Assignment
When you answer, copy every line of the listing below exactly.

Provided data
• • • • • • •

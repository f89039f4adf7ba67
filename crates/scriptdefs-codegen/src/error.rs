use scriptdefs_core::DataType;

/// Errors that abort a whole emission pass.
#[derive(Clone, Debug, PartialEq, Eq, thiserror::Error)]
pub enum EmitError {
    /// A record or include file has an empty name. For parameters the
    /// container is `CONTAINER.Function`.
    #[error("{container}: {what} #{index} has no name")]
    MissingName {
        container: String,
        what: &'static str,
        index: usize,
    },

    /// Strict mode: a value had to be emitted through the fallback rule.
    #[error("{container}: cannot emit `{value}` as {datatype} (in `{record}`)")]
    Fallback {
        container: String,
        record: String,
        datatype: DataType,
        value: String,
    },
}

• • • • • • •

Response to the exercise
repository f89039f4adf7ba67
filename crates/scriptdefs-codegen/src/error.rs
use scriptdefs_core::DataType;

/// Errors that abort a whole emission pass.
#[derive(Clone, Debug, PartialEq, Eq, thiserror::Error)]
pub enum EmitError {
    /// A record or include file has an empty name. For parameters the
    /// container is `CONTAINER.Function`.
    #[error("{container}: {what} #{index} has no name")]
    MissingName {
        container: String,
        what: &'static str,
        index: usize,
    },

    /// Strict mode: a value had to be emitted through the fallback rule.
    #[error("{container}: cannot emit `{value}` as {datatype} (in `{record}`)")]
    Fallback {
        container: String,
        record: String,
        datatype: DataType,
        value: String,
    },
}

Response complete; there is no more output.